Now, applying the same use to this case, if we could put could arrange such microscale engines in lamina and then overlap them one over other (i.e. 2D and 3D arrangement); we could create vibrating surfaces too.
Dec 11, 2011
Rank: 3 / 5 (1)
I was thinking, that if the size of the surrounding particles is very less as compared to the plastic bead then the effect of impinging of surrounding particles might be solved. Liquefied H2 could be used but then it is at a freezing temperature. Liquified H2 would surely destroy the elasticity and piezoelectric property of the bead and quite possibly make it hard.
Dec 12, 2011
Rank: 1.1 / 5 (10)
This should be a wake-up call to anyone who still believes that life came about through some random physical process. It takes some really special tools and techniques to construct any of the cell's specialized enzymes and motors, to name but a few complex items inside the cell. There's just no way to overcome the chemical and physical requirements thru sheer random motion.
Take for instance the simple pin-needle. A small piece of steel topped with a simple head. To date there is no record of this piece of simple utensil being created by any random process whatsoever. Here I'm referring to both the specified mechanical construction as well as the metallurgical make-up. So to think that far more complex things can arise by chance...
Dec 12, 2011
Rank: 5 / 5 (2)
They have demonstrated that his type of process works the same (i.e. can be handled with the same formulae) as on a macroscopic scale. This is an important finding. Up to now everybody just assumed that it did, but no one actually checked it out. In the past there have been many surprises when people just scaled stuff down and assumed that things keep on working the same way (conductors turning into isolators, adhesion forces becoming a real problem, tunel effects, brownian motion affecting temperature transport, etc., etc. )
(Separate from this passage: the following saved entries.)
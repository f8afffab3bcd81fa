//! End-to-end tests over the fixture catalogs in `fixtures/catalog/`.
//!
//! Each test writes a config file into a temp directory that points at the
//! fixtures, loads everything the way the CLI does, and drives a session.

use feature_scripts::catalog::{self, CatalogPaths, Catalogs};
use feature_scripts::config::{self, AppConfig};
use feature_scripts::placeholders::{PlaceholderFamily, ReviewState, ScriptSlot};
use feature_scripts::session::{CopyOutcome, ScriptSession};
use feature_scripts::settings::{FileSettings, MemorySettings, SettingsStore};
use std::fs;
use std::path::{Path, PathBuf};
use tempfile::TempDir;

fn fixtures() -> PathBuf {
    Path::new(env!("CARGO_MANIFEST_DIR")).join("fixtures/catalog")
}

fn load_fixture_config(tmp: &TempDir) -> AppConfig {
    let dir = fixtures();
    let path = tmp.path().join(config::CONFIG_FILENAME);
    fs::write(
        &path,
        format!(
            "[catalog]\npages = {:?}\ntemplates = {:?}\ndisallow_lists = {:?}\ncaution_lists = {:?}\n",
            dir.join("pages.json").display().to_string(),
            dir.join("templates.json").display().to_string(),
            dir.join("disallow_lists.json").display().to_string(),
            dir.join("caution_lists.json").display().to_string(),
        ),
    )
    .unwrap();
    config::load_config(&path).unwrap()
}

fn load_catalogs(config: &AppConfig) -> Catalogs {
    let paths = &config.catalog;
    catalog::load_catalogs(CatalogPaths {
        pages: &paths.pages,
        templates: &paths.templates,
        disallow_lists: Some(&paths.disallow_lists),
        caution_lists: Some(&paths.caution_lists),
    })
    .unwrap()
}

fn session_on(page: &str) -> ScriptSession<MemorySettings> {
    let tmp = TempDir::new().unwrap();
    let config = load_fixture_config(&tmp);
    let catalogs = load_catalogs(&config);
    let mut session = ScriptSession::new(catalogs, config, MemorySettings::new());
    session.set_page(page);
    session.set_user_name("alice");
    session.set_membership("Snap VIP Member");
    session.set_your_name("bob");
    session.set_your_first_name("Bob");
    session
}

#[test]
fn first_raw_feature_on_long_exposure() {
    let mut session = session_on("snap:longexposure");
    session.set_first_for_page(true);
    session.set_raw_tag(true);
    assert_eq!(
        session.scripts().feature,
        "First feature on Long Exposure for @alice, unedited! Shot in [[LOCATION]]."
    );
}

#[test]
fn bare_feature_substitutes_every_field() {
    let session = session_on("snap:longexposure");
    assert_eq!(
        session.scripts().feature,
        "Congratulations @alice, your photo is featured on long_exposure! Level: VIP Member\n\
         Shot in [[LOCATION]].\n[{STORY}]\nBob (@bob), Mod of snap_longexposure"
    );
}

#[test]
fn raw_is_preferred_over_raw_community() {
    let mut session = session_on("snap:longexposure");
    session.set_raw_tag(true);
    session.set_community_tag(true);
    assert_eq!(session.scripts().feature, "Raw feature for @alice");
}

#[test]
fn hub_tag_only_applies_on_click() {
    let mut session = session_on("click:macro");
    session.set_membership("Click Gold Member");
    assert_eq!(session.scripts().feature, "Featured on Macro: @alice (Click Gold Member)");
    session.set_hub_tag(true);
    assert_eq!(session.scripts().feature, "Hub feature on Macro: @alice");
    // Raw is not a click tag.
    session.set_hub_tag(false);
    session.set_raw_tag(true);
    assert_eq!(session.scripts().feature, "Featured on Macro: @alice (Click Gold Member)");
}

#[test]
fn location_is_shared_across_scripts() {
    let mut session = session_on("snap:longexposure");

    assert_eq!(session.prepare_copy(ScriptSlot::Feature, false), CopyOutcome::NeedsEditor);
    session.set_placeholder_value(ScriptSlot::Feature, PlaceholderFamily::Short, "LOCATION", "Paris");
    session.set_placeholder_value(
        ScriptSlot::Feature,
        PlaceholderFamily::Long,
        "STORY",
        "  Waited an hour for the light.  ",
    );
    let CopyOutcome::Ready(feature) = session.finish_editing(ScriptSlot::Feature) else {
        panic!("feature should be ready");
    };
    assert!(feature.contains("Shot in Paris.\nWaited an hour for the light.\n"));

    // The comment discovers LOCATION and gets it pre-filled.
    assert_eq!(session.prepare_copy(ScriptSlot::Comment, false), CopyOutcome::NeedsEditor);
    assert_eq!(
        session
            .placeholders()
            .map(ScriptSlot::Comment, PlaceholderFamily::Short)
            .resolved_value("LOCATION"),
        "Paris"
    );
    assert_eq!(
        session.finish_editing(ScriptSlot::Comment),
        CopyOutcome::Ready("Congrats on your feature @alice! Lovely Paris shot. #snap_longexposure".into())
    );
}

#[test]
fn transfer_on_copy_updates_siblings() {
    let mut session = session_on("snap:longexposure");
    session.prepare_copy(ScriptSlot::Feature, false);
    session.finish_editing(ScriptSlot::Feature);
    session.prepare_copy(ScriptSlot::OriginalPost, false);
    session.set_placeholder_value(ScriptSlot::OriginalPost, PlaceholderFamily::Short, "LOCATION", "Oslo");
    assert_eq!(
        session.finish_editing(ScriptSlot::OriginalPost),
        CopyOutcome::Ready("Featured: @alice in Oslo\n#snap_longexposure".into())
    );

    let feature_map = session
        .placeholders()
        .map(ScriptSlot::Feature, PlaceholderFamily::Short);
    assert_eq!(feature_map.resolved_value("LOCATION"), "Oslo");
}

#[test]
fn user_change_during_editing_asks_again() {
    let mut session = session_on("snap:longexposure");
    assert_eq!(session.prepare_copy(ScriptSlot::OriginalPost, false), CopyOutcome::NeedsEditor);
    session.set_placeholder_value(ScriptSlot::OriginalPost, PlaceholderFamily::Short, "LOCATION", "Oslo");
    session.set_user_name("carol");

    // The marker is not stripped; the editor comes back with an empty value.
    assert_eq!(session.finish_editing(ScriptSlot::OriginalPost), CopyOutcome::NeedsEditor);
    let map = session.placeholders().map(ScriptSlot::OriginalPost, PlaceholderFamily::Short);
    assert_eq!(map.resolved_value("LOCATION"), "");
}

#[test]
fn changing_the_user_resets_placeholders() {
    let mut session = session_on("snap:longexposure");
    for slot in ScriptSlot::ALL {
        session.prepare_copy(slot, false);
    }
    session.set_user_name("carol");
    for slot in ScriptSlot::ALL {
        assert_eq!(session.placeholders().state(slot), ReviewState::Clean);
        for family in PlaceholderFamily::ALL {
            assert!(session.placeholders().map(slot, family).is_empty());
        }
    }
}

#[test]
fn disallow_and_caution_lists_from_files() {
    let mut session = session_on("snap:longexposure");
    session.set_user_name("Spammer");
    assert_eq!(session.scripts().feature, "User: User is on the disallow list\n");

    // The flat caution list applies to every hub.
    session.set_page("click:macro");
    session.set_user_name("borderline");
    assert!(session.can_copy_scripts());
    assert_eq!(session.validation().user.message(), "User is on the caution list");
}

#[test]
fn new_membership_script_from_special_templates() {
    let mut session = session_on("snap:longexposure");
    assert_eq!(session.new_memberships(), vec!["None", "member", "vip member"]);
    session.set_new_membership("VIP Member");
    assert_eq!(session.new_membership_script(), "You're now a snap VIP member, @alice!");
}

#[test]
fn include_space_applies_to_generated_scripts() {
    let mut session = session_on("click:macro");
    session.set_membership("Click Gold Member");
    session.set_include_space(true);
    let scripts = session.scripts();
    assert_eq!(scripts.feature, "Featured on Macro: @ alice (Click Gold Member)");
    // "@alice!" isn't followed by a mention terminator.
    assert_eq!(scripts.comment, "Congrats @alice!");
}

#[test]
fn settings_survive_between_sessions() {
    let tmp = TempDir::new().unwrap();
    let config = load_fixture_config(&tmp);
    let settings_path = tmp.path().join("settings.toml");

    {
        let store = FileSettings::open(&settings_path).unwrap();
        let mut session = ScriptSession::new(load_catalogs(&config), config.clone(), store);
        session.set_page("click:street");
        session.set_your_name("bob");
        session.set_your_first_name("Bob");
        session.set_staff_level("Admin");
        session.store_mut().save().unwrap();
    }

    let store = FileSettings::open(&settings_path).unwrap();
    assert_eq!(store.get("YourName").as_deref(), Some("bob"));
    let session = ScriptSession::new(load_catalogs(&config), config, store);
    assert_eq!(session.fields().page, "click:street");
    assert_eq!(session.fields().your_first_name, "Bob");
    assert_eq!(session.fields().staff_level, "Admin");
}

#[test]
fn empty_catalogs_never_fail() {
    let session = ScriptSession::new(Catalogs::default(), AppConfig::default(), MemorySettings::new());
    let scripts = session.scripts();
    assert!(scripts.feature.starts_with("User: Required value\n"));
    assert_eq!(scripts.comment, "");
    assert_eq!(scripts.original_post, "");
}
While this may look like applied mechanics it is simply a validation of theoretical physics. No one (not even the authors) are claiming that we'll run microrobots on steam. Why would you make such an assumption?
Dec 12, 2011
Rank: 5 / 5 (3)
You've completely lost the plot on this one. Features evolve to survive in a niche. No niche exists where survival and reproduction would be enhanced by frikkin' PINS! What a bizarre strawman. Although the evolution of snake's venom injectors might be of interest to you (not that you'll even bother checking).
Dec 13, 2011
Rank: 5 / 5 (1)
sometimes when confronted by his sheer stupidaty i sometimes wonder if he has some form of mental retardation, afterall he believes the voice in his head is from God.